Copy exactly the lines of the records below, and only those lines, beginning with the line that contains "use crate::error::CollaboratorError;" and ending with the line that contains "not an error.".

↓↓↓

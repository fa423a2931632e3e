//! Per-item temporary artifacts passed between pipeline steps.

use std::io;
use std::path::{Path, PathBuf};

use async_trait::async_trait;
use serde::{Deserialize, Serialize};
use tracing::debug;

use crate::error::CollaboratorError;
use crate::state_machine::ItemId;

/// Which intermediate artifact of an item a scratch file holds.
#[derive(Debug, Clone, Copy, PartialEq, Eq, Serialize, Deserialize)]
pub enum ArtifactSlot {
    Fetched,
    Transformed,
}

impl ArtifactSlot {
    pub const ALL: [ArtifactSlot; 2] = [ArtifactSlot::Fetched, ArtifactSlot::Transformed];

    fn suffix(self) -> &'static str {
        match self {
            ArtifactSlot::Fetched => "fetched",
            ArtifactSlot::Transformed => "transformed",
        }
    }
}

/// Temporary resource space released by the cleanup step.
#[async_trait]
pub trait Scratch: Send + Sync {
    /// Store `bytes` for `item` and return a reference to the artifact.
    async fn park(
        &self,
        item: &ItemId,
        slot: ArtifactSlot,
        bytes: Vec<u8>,
    ) -> Result<PathBuf, CollaboratorError>;

    async fn load(&self, artifact: &Path) -> Result<Vec<u8>, CollaboratorError>;

    /// Whether `artifact` can still be loaded.
    async fn contains(&self, artifact: &Path) -> bool;

    /// Remove every artifact of `item`. Releasing twice is not an error.
    async fn release(&self, item: &ItemId) -> Result<(), CollaboratorError>;
}

/// Scratch space backed by a local directory.
pub struct LocalScratch {
    dir: PathBuf,
}

impl LocalScratch {
    pub fn new(dir: impl Into<PathBuf>) -> Self {
        Self { dir: dir.into() }
    }

    fn path_for(&self, item: &ItemId, slot: ArtifactSlot) -> PathBuf {
        self.dir.join(format!("{item}.{}", slot.suffix()))
    }
}

#[async_trait]
impl Scratch for LocalScratch {
    async fn park(
        &self,
        item: &ItemId,
        slot: ArtifactSlot,
        bytes: Vec<u8>,
    ) -> Result<PathBuf, CollaboratorError> {
        tokio::fs::create_dir_all(&self.dir).await?;
        let path = self.path_for(item, slot);
        tokio::fs::write(&path, bytes).await?;
        debug!(item = %item, path = %path.display(), "parked artifact");
        Ok(path)
    }

    async fn load(&self, artifact: &Path) -> Result<Vec<u8>, CollaboratorError> {
        tokio::fs::read(artifact).await.map_err(|e| {
            if e.kind() == io::ErrorKind::NotFound {
                CollaboratorError::not_found(format!(
                    "intermediate artifact {} is missing",
                    artifact.display()
                ))
            } else {
                e.into()
            }
        })
    }

    async fn contains(&self, artifact: &Path) -> bool {
        tokio::fs::try_exists(artifact).await.unwrap_or(false)
    }

    async fn release(&self, item: &ItemId) -> Result<(), CollaboratorError> {
        for slot in ArtifactSlot::ALL {
            let path = self.path_for(item, slot);
            match tokio::fs::remove_file(&path).await {
                Ok(()) => debug!(item = %item, path = %path.display(), "released artifact"),
                Err(e) if e.kind() == io::ErrorKind::NotFound => {}
                Err(e) => return Err(e.into()),
            }
        }
        Ok(())
    }
}

#[cfg(test)]
mod tests {
    use super::*;
    use crate::error::ErrorKind;

    #[tokio::test]
    async fn park_load_release() {
        let dir = tempfile::tempdir().unwrap();
        let scratch = LocalScratch::new(dir.path().join("scratch"));
        let item = ItemId::derive("src/a.png", "dst/enhanced_a.png");

        let fetched = scratch
            .park(&item, ArtifactSlot::Fetched, b"raw".to_vec())
            .await
            .unwrap();
        let transformed = scratch
            .park(&item, ArtifactSlot::Transformed, b"better".to_vec())
            .await
            .unwrap();
        assert_eq!(scratch.load(&fetched).await.unwrap(), b"raw");
        assert!(scratch.contains(&transformed).await);

        scratch.release(&item).await.unwrap();
        assert!(!fetched.exists());
        assert!(!transformed.exists());
        assert!(!scratch.contains(&fetched).await);

        // Second release finds nothing and still succeeds.
        scratch.release(&item).await.unwrap();
    }

    #[tokio::test]
    async fn missing_artifact_is_fatal() {
        let dir = tempfile::tempdir().unwrap();
        let scratch = LocalScratch::new(dir.path());

        let err = scratch
            .load(&dir.path().join("gone.fetched"))
            .await
            .unwrap_err();
        assert_eq!(err.kind, ErrorKind::NotFound);
        assert!(!err.is_retryable());
    }
}
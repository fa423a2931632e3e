use std::any::Any;
use std::panic::AssertUnwindSafe;
use std::sync::Arc;
use std::time::Duration;

use futures::FutureExt;
use tracing::{debug, error, info, warn};

use crate::aggregate::ItemResult;
use crate::cancel::CancelSignal;
use crate::error::{CollaboratorError, JournalError};
use crate::journal::{self, Journal, JournalEntry};
use crate::retry::RetryPolicy;
use crate::state_machine::{ItemId, ItemStatus, State, StateMachine, Transition, WorkItem, WorkflowState};
use crate::step::{StepExecutor, StepInput, StepKind, StepOutcome, StepTimeouts};

/// Retry policies for the retried steps. Cleanup always runs once.
#[derive(Debug, Clone, Default, PartialEq)]
pub struct StepPolicies {
    pub fetch: RetryPolicy,
    pub transform: RetryPolicy,
    pub store: RetryPolicy,
}

impl StepPolicies {
    pub fn uniform(policy: RetryPolicy) -> Self {
        Self {
            fetch: policy.clone(),
            transform: policy.clone(),
            store: policy,
        }
    }

    fn for_step(&self, step: StepKind) -> Option<&RetryPolicy> {
        match step {
            StepKind::Fetch => Some(&self.fetch),
            StepKind::Transform => Some(&self.transform),
            StepKind::Store => Some(&self.store),
            StepKind::Cleanup => None,
        }
    }
}

/// Drives one work item through fetch, transform, store and cleanup.
///
/// Every transition is journaled before it takes effect. The step loop runs
/// inside a panic-catching scope and cleanup runs after it no matter how the
/// loop ended.
pub struct ItemWorkflow {
    executor: StepExecutor,
    policies: StepPolicies,
    timeouts: StepTimeouts,
    journal: Arc<dyn Journal>,
}

impl ItemWorkflow {
    pub fn new(
        executor: StepExecutor,
        policies: StepPolicies,
        timeouts: StepTimeouts,
        journal: Arc<dyn Journal>,
    ) -> Self {
        Self {
            executor,
            policies,
            timeouts,
            journal,
        }
    }

    /// The state rebuilt from `item`'s journal, if it has one.
    pub async fn recorded_state(&self, item: &ItemId) -> Result<Option<WorkflowState>, JournalError> {
        let entries = self.journal.replay(item).await?;
        journal::recover(item, &entries)
    }

    /// Run `item` to a terminal result, resuming from its journal when an
    /// interrupted run of the same item left one behind.
    pub async fn run(&self, item: WorkItem, mut cancel: CancelSignal) -> ItemResult {
        let resumed = self.resume_or_admit(&item).await;
        let mut wf = match resumed {
            Ok(wf) => wf,
            Err(err) => {
                error!(item = %item.id, error = %err, "journal unavailable");
                let mut wf = WorkflowState::new(item);
                let t = StateMachine::abort(&wf, format!("journal unavailable: {err}"));
                wf.apply(&t);
                wf
            }
        };

        if wf.state != State::CleaningUp {
            let driven = AssertUnwindSafe(self.drive(&mut wf, &mut cancel))
                .catch_unwind()
                .await;
            let aborted = match driven {
                Ok(Ok(())) => None,
                Ok(Err(err)) => Some(format!("journal write failed: {err}")),
                Err(panic) => Some(format!("panicked: {}", panic_message(&*panic))),
            };
            if let Some(message) = aborted {
                error!(item = %wf.item.id, state = %wf.state, reason = %message, "workflow aborted");
                let t = StateMachine::abort(&wf, message);
                self.record_best_effort(&mut wf, t).await;
            }
        }

        self.clean_up(&mut wf).await;
        finished(wf)
    }

    /// Only an unfinished journal of an identical item is resumed. A finished
    /// run, or one admitted with another directive, is discarded.
    async fn resume_or_admit(&self, item: &WorkItem) -> Result<WorkflowState, JournalError> {
        if let Some(wf) = self.recorded_state(&item.id).await? {
            if !wf.state.is_terminal() && wf.item == *item {
                info!(item = %item.id, state = %wf.state, attempt = wf.attempt, "resuming from journal");
                return Ok(wf);
            }
            info!(item = %item.id, previous = %wf.state, "discarding previous run");
            if !wf.state.is_terminal() {
                self.release_stale(&wf).await;
            }
            self.journal.discard(&item.id).await?;
        }
        self.journal
            .append(&item.id, &JournalEntry::admitted(item.clone()))
            .await?;
        debug!(item = %item.id, source = %item.source, "admitted");
        Ok(WorkflowState::new(item.clone()))
    }

    /// Step loop. Returns once the workflow has entered `CleaningUp`.
    async fn drive(
        &self,
        wf: &mut WorkflowState,
        cancel: &mut CancelSignal,
    ) -> Result<(), JournalError> {
        if wf.state == State::Pending {
            self.record(wf, StateMachine::start()).await?;
        }
        if let Some(missing) = self.executor.missing_artifact(wf).await {
            let reason = format!("{missing:?} artifact is gone");
            warn!(item = %wf.item.id, state = %wf.state, reason = %reason, "rewinding");
            self.record(wf, StateMachine::rewind(missing, reason)).await?;
        }

        loop {
            let Some(step) = wf.state.step() else {
                return Ok(());
            };
            let Some(policy) = self.policies.for_step(step) else {
                return Ok(());
            };

            if cancel.is_cancelled() {
                info!(item = %wf.item.id, step = %step, "cancelled");
                let t = StateMachine::cancel(wf);
                return self.record(wf, t).await;
            }

            debug!(item = %wf.item.id, step = %step, attempt = wf.attempt, "running step");
            let input = StepInput::from(&*wf);
            let outcome = self
                .executor
                .execute(step, &input, self.timeouts.for_step(step))
                .await;

            let t = StateMachine::next(wf, &outcome, policy);
            let delay = match &t {
                Transition::Retry { delay, reason, .. } => {
                    warn!(
                        item = %wf.item.id,
                        step = %step,
                        attempt = wf.attempt,
                        max_attempts = policy.max_attempts,
                        delay_ms = u64::try_from(delay.as_millis()).unwrap_or(u64::MAX),
                        reason = %reason,
                        "retrying step"
                    );
                    Some(*delay)
                }
                Transition::Cleanup { .. } if outcome.error.is_some() => {
                    warn!(item = %wf.item.id, step = %step, error = %outcome.detail(), "giving up on step");
                    None
                }
                _ => None,
            };
            self.record(wf, t).await?;

            if let Some(delay) = delay {
                // Cancellation during the wait is picked up at the top of the loop.
                cancel.sleep(delay).await;
            }
        }
    }

    /// Run cleanup once and finish the workflow.
    async fn clean_up(&self, wf: &mut WorkflowState) {
        let input = StepInput::from(&*wf);
        let cleanup = AssertUnwindSafe(self.executor.execute(
            StepKind::Cleanup,
            &input,
            self.timeouts.cleanup,
        ))
        .catch_unwind()
        .await
        .unwrap_or_else(|panic| {
            StepOutcome::failure(
                StepKind::Cleanup,
                1,
                CollaboratorError::internal(format!("panicked: {}", panic_message(&*panic))),
                Duration::ZERO,
            )
        });

        if let Some(err) = &cleanup.error {
            warn!(item = %wf.item.id, error = %err, "cleanup failed");
        }
        let t = StateMachine::finish(wf, &cleanup);
        self.record_best_effort(wf, t).await;

        match wf.failure() {
            None => info!(
                item = %wf.item.id,
                destination = %wf.item.destination,
                elapsed_ms = u64::try_from(wf.elapsed.as_millis()).unwrap_or(u64::MAX),
                "item completed"
            ),
            Some(failure) => warn!(item = %wf.item.id, failure = %failure, "item failed"),
        }
    }

    /// Release what an abandoned run left in the scratch space.
    async fn release_stale(&self, wf: &WorkflowState) {
        let input = StepInput::from(wf);
        let outcome = self
            .executor
            .execute(StepKind::Cleanup, &input, self.timeouts.cleanup)
            .await;
        if let Some(err) = &outcome.error {
            warn!(item = %wf.item.id, error = %err, "failed to release stale artifacts");
        }
    }

    async fn record(&self, wf: &mut WorkflowState, t: Transition) -> Result<(), JournalError> {
        self.journal
            .append(&wf.item.id, &JournalEntry::transitioned(t.clone()))
            .await?;
        wf.apply(&t);
        Ok(())
    }

    /// Like [`Self::record`], but the transition takes effect even when the
    /// journal rejects it.
    async fn record_best_effort(&self, wf: &mut WorkflowState, t: Transition) {
        if let Err(err) = self
            .journal
            .append(&wf.item.id, &JournalEntry::transitioned(t.clone()))
            .await
        {
            error!(item = %wf.item.id, error = %err, "failed to journal transition");
        }
        wf.apply(&t);
    }
}

fn finished(mut wf: WorkflowState) -> ItemResult {
    match wf.result.take() {
        Some(result) => result,
        None => ItemResult::from_state(&wf, ItemStatus::Failed),
    }
}

fn panic_message(panic: &(dyn Any + Send)) -> String {
    if let Some(s) = panic.downcast_ref::<&str>() {
        (*s).to_string()
    } else if let Some(s) = panic.downcast_ref::<String>() {
        s.clone()
    } else {
        "unknown panic".to_string()
    }
}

↑↑↑

» **RESULT OF THE TASK**:
use crate::error::CollaboratorError;
use crate::state_machine::ItemId;

/// Which intermediate artifact of an item a scratch file holds.
#[derive(Debug, Clone, Copy, PartialEq, Eq, Serialize, Deserialize)]
pub enum ArtifactSlot {
    Fetched,
    Transformed,
}

impl ArtifactSlot {
    pub const ALL: [ArtifactSlot; 2] = [ArtifactSlot::Fetched, ArtifactSlot::Transformed];

    fn suffix(self) -> &'static str {
        match self {
            ArtifactSlot::Fetched => "fetched",
            ArtifactSlot::Transformed => "transformed",
        }
    }
}

/// Temporary resource space released by the cleanup step.
#[async_trait]
pub trait Scratch: Send + Sync {
    /// Store `bytes` for `item` and return a reference to the artifact.
    async fn park(
        &self,
        item: &ItemId,
        slot: ArtifactSlot,
        bytes: Vec<u8>,
    ) -> Result<PathBuf, CollaboratorError>;

    async fn load(&self, artifact: &Path) -> Result<Vec<u8>, CollaboratorError>;

    /// Whether `artifact` can still be loaded.
    async fn contains(&self, artifact: &Path) -> bool;

    /// Remove every artifact of `item`. Releasing twice is not an error.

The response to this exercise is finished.